Setting Attainable Personal Goals

Setting Attainable Personal Goals

A few months back I was looking for an effective way to create a one-year and a five-year plan for myself as a means to set attainable personal goals.

I was tired of coming up with the idea of doing something with no actionable plan to achieve it. I would say to myself, “I want to achieve x,y, z,” but had no plan of action. Many meaningful life goals require more thought and attention to details than simply naming them.

It was at this point I did some research and found a system that helped me better organize my thoughts, create a plan of action and feel like I could attain my personal goals.

Setting SMART Goals

Want to feel smart? Try setting S.M.A.R.T. goals.

S.M.A.R.T. is a mnemonic device for “Specific, Measurable, Achievable, Relevant, and Timely.” Created back in the early-80’s by George Doran, Arthur Miller, and James Cunningham, S.M.A.R.T.  goal creation started off as a business tool that worked its way into personal usage over the years.

Each word acts as a writing prompt, a means to get you thinking about each aspect of the overall goal. When it comes time to figure out these five elements to your overall goal, you answer the question each word presents. The question might look something like this:

  • Specific: can you be clear & exact about your goal?
  • Measurable: how can you quantifiably assess your progress within your goal?
  • Achievable: how realistic is this goal and is it attainable?
  • Relevant: do you have other goals and how does this goal relate to them? How well does this goal relate to your current needs/desires?
  • Timely: what timeline do you see yourself achieving this goal?

For a really clear explanation for each word, Mind Tools has a fantastic page breaking each word down with clear examples to get you started.

Setting Attainable Personal Goals

Using the S.M.A.R.T. model as a way to flesh out your goal, first come up with your overall goal. I will use a personal goal I have for 2019 for the rest of this section.

I want to be more organized around the house this year. With MS, my high-energy time is limited so I want to make sure I spend my best hours with Jai with some time set aside for the “heavy-lifting” of personal work and chores. When my low-energy time hits, I still have enough to spend quality time with Jai but no longer feel guilty about the stuff left undone.

That’s rather a mouthful, right?

It’s how I previously would set personal goals around this time of year. Rarely did I write them out and even more rarely did they move beyond a mish-mash of “it would be nice if I did this.”

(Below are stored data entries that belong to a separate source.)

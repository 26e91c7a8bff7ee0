#![warn(clippy::all, clippy::pedantic)]
#![allow(
    clippy::missing_errors_doc,
    clippy::missing_panics_doc,
    clippy::module_name_repetitions,
    clippy::must_use_candidate,
    clippy::return_self_not_must_use
)]

pub mod channels;
pub mod config;
pub mod error;
pub mod extraction;
pub mod links;
pub mod media;
pub mod resolver;
pub mod tts;

pub use config::Config;
pub use error::{ConfigError, ExtractionError, FetchError, SpeechError};
pub use extraction::{ExtractionResult, MediaExtractor};
pub use links::{ExtractedUrl, PatternRegistry, Platform, classify, media_type_of};
pub use media::{BinaryFetcher, FetchedMedia, MediaFetcher};
pub use resolver::{LinkResolver, ResolvedLinks, Resolver};
use std::fs;
use std::path::Path;

use directories::UserDirs;

use super::Config;
use crate::error::ConfigError;

impl Config {
    /// Load `~/.mediarelay/config.toml` when it exists, otherwise defaults.
    /// Environment overrides are applied on top. Nothing is written to disk.
    pub fn load() -> Result<Self, ConfigError> {
        let path = UserDirs::new()
            .map(|u| u.home_dir().join(".mediarelay").join("config.toml"))
            .filter(|p| p.exists());

        let mut config = match path {
            Some(path) => Self::from_file(&path)?,
            None => Self::default(),
        };
        config.apply_env_overrides();
        config.validate()?;
        Ok(config)
    }

    pub fn from_file(path: &Path) -> Result<Self, ConfigError> {
        let contents = fs::read_to_string(path)?;
        let mut config = Self::from_toml_str(&contents)?;
        config.config_path = Some(path.to_path_buf());
        Ok(config)
    }

    pub fn from_toml_str(contents: &str) -> Result<Self, ConfigError> {
        let config: Config =
            toml::from_str(contents).map_err(|e| ConfigError::Load(e.to_string()))?;
        config.validate()?;
        Ok(config)
    }
}
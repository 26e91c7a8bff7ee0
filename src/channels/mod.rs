pub mod cli;
pub mod traits;

pub use cli::{CliMessage, describe_media};
pub use traits::InboundMessage;
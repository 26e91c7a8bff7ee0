use async_trait::async_trait;

use crate::media::FetchedMedia;

/// An inbound chat message as the extraction pipeline sees it.
///
/// Transports implement this for their own message type. `reply` posts media
/// back into the conversation the message came from.
#[async_trait]
pub trait InboundMessage: Send + Sync {
    /// Message text, if the message has any.
    fn body(&self) -> Option<&str>;

    /// Reply to this message with a media attachment.
    async fn reply(&self, media: &FetchedMedia) -> anyhow::Result<()>;

    /// Show a "typing" indicator in the originating conversation.
    async fn send_typing(&self) -> anyhow::Result<()> {
        Ok(())
    }
}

In order to achieve this personal goal, I sat down and worked backward, converting the heart of the goal into the S.M.A.R.T. model:

  1. I want to be more organized with my life and housework. A huge time-drain is planning and preparing family meals by the end of the day when I have my lowest energy.
  2. Specific: I want to be more organized with my meal planning so I spend less time making food during the week.
  3. Measurable: At the beginning of each month, have all the meals planned out for prep and freezing (though freezer space means making meals one week at a time).
  4. Achievable: I already have tools available to create a central family calendar with all the meals and shopping lists ready at the start of the month. Every Sunday I can shop, prep, and freeze meals during my high-energy period during the day.
  5. Relevant: This would be a form of time management where every evening I only have to defrost a meal, pop it in the slow cooker or oven and not have to fuss over dinner.
  6. Timely: I would like to have an easy system in place by April of this year. That gives me almost 4 months to research, create, and implement a system plus time to tweak it so it works for me.

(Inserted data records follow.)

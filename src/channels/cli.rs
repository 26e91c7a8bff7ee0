use std::future::Future;

use async_trait::async_trait;
use tokio::io::{self, AsyncBufReadExt, BufReader};
use tokio::sync::mpsc;
use tokio::task::JoinSet;

use super::traits::InboundMessage;
use crate::media::FetchedMedia;

/// A line of stdin, treated as one chat message.
#[derive(Debug, Clone)]
pub struct CliMessage {
    pub id: u64,
    pub content: String,
}

impl CliMessage {
    pub fn new(id: u64, content: impl Into<String>) -> Self {
        Self {
            id,
            content: content.into(),
        }
    }
}

/// Human-readable one-liner for a media reply.
#[must_use]
pub fn describe_media(media: &FetchedMedia) -> String {
    format!(
        "[media] {} ({}, {} bytes)",
        media.mime_type,
        media.media_type().as_str(),
        media.decoded_len()
    )
}

#[async_trait]
impl InboundMessage for CliMessage {
    fn body(&self) -> Option<&str> {
        Some(&self.content)
    }

    async fn reply(&self, media: &FetchedMedia) -> anyhow::Result<()> {
        println!("#{} {}", self.id, describe_media(media));
        Ok(())
    }

    async fn send_typing(&self) -> anyhow::Result<()> {
        tracing::debug!(message_id = self.id, "typing...");
        Ok(())
    }
}

/// Read stdin line by line and forward messages until EOF or `/quit`.
pub async fn listen(tx: mpsc::Sender<CliMessage>) -> anyhow::Result<()> {
    let reader = BufReader::new(io::stdin());
    let mut lines = reader.lines();
    let mut next_id = 0_u64;

    while let Some(line) = lines.next_line().await? {
        let line = line.trim().to_string();
        if line.is_empty() {
            continue;
        }
        if line == "/quit" || line == "/exit" {
            break;
        }

        next_id += 1;
        if tx.send(CliMessage::new(next_id, line)).await.is_err() {
            break;
        }
    }
    Ok(())
}

/// Run `handler` on every received message as its own task, reaping finished
/// tasks as new messages arrive. Waits for the in-flight ones once `rx`
/// closes and returns the most tasks held at any one time.
pub async fn dispatch<F, Fut>(mut rx: mpsc::Receiver<CliMessage>, handler: F) -> usize
where
    F: Fn(CliMessage) -> Fut,
    Fut: Future<Output = ()> + Send + 'static,
{
    let mut tasks = JoinSet::new();
    let mut peak = 0;

    while let Some(message) = rx.recv().await {
        while let Some(done) = tasks.try_join_next() {
            if let Err(e) = done {
                tracing::warn!(error = %e, "message task failed");
            }
        }
        tasks.spawn(handler(message));
        peak = peak.max(tasks.len());
    }

    while let Some(done) = tasks.join_next().await {
        if let Err(e) = done {
            tracing::warn!(error = %e, "message task failed");
        }
    }
    peak
}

The academic in me would break this down into a neat little paragraph, which works well if you are the type of person who likes to have a sticky note in a central location to remind you of your goal:

In 2019, I want to organize my meal planning so at the beginning of each month I  have all dinners planned out with relevant shopping lists to cut down time wasted in planning. I will create a central family calendar to help take the guesswork out of the planning process. This goal will help me spend less time throughout the week making dinner and account for my low-energy periods of time. I want this goal to be up-and-running by the beginning of April.

Reading this second paragraph, it’s a definitive goal that I can begin the process of developing a plan of action. My first paragraph was vaguer in nature: “I want to manage my time better in some way;” whereas this one is “through meal planning, I will manage my time better.” From here I can figure out what my first step needs to be, such as researching ways to set up a monthly meal planning calendar.

I will need to check to see how well the goals will work and what possible adjustments I need to make to increase my chance of success.

Checking your Personal Goals

All goals, no matter how well-thought out or planned require adjustments. I am hands-on which means I thrive on trial-and-error, so if I create any goals I have to start working through them to figure out what I need to do to make appropriate adjustments. If I am struggling to stick with a goal I need to figure out why that might be. I try to ask myself the following questions:

  • Is my goal reasonable or do I need to lower my expectations?
  • Is my goal achievable with how it is currently set up?
  • What do I need to do to adjust my goal so I can achieve it?
  • What might be my sticking point or fear?

A drawback to using the S.M.A.R.T. model is that it requires the user to be hyper-focused on their goals in ways that might be foreign If you prefer a loose approach to goal making and keeping, then the S.M.A.R.T. model may be too restrictive. I fluctuate in between being too strict in my goals and too free-flow, so using the S.M.A.R.T. model as a guideline for my ideas is the most effective use of my time. I can be clear with my goals and how I plan to achieve them, but I have to be adaptable.

With a chronic illness, it is hard to be restrictive with personal goals. Flare-ups, unexpected doctor’s visits, hospital stays, bouts of fatigue or immobility makes it hard to stick with goals. While we’ll go into greater detail on how to manage these days, using the S.M.A.R.T. model as a guideline while being adaptable may be the best use of your time.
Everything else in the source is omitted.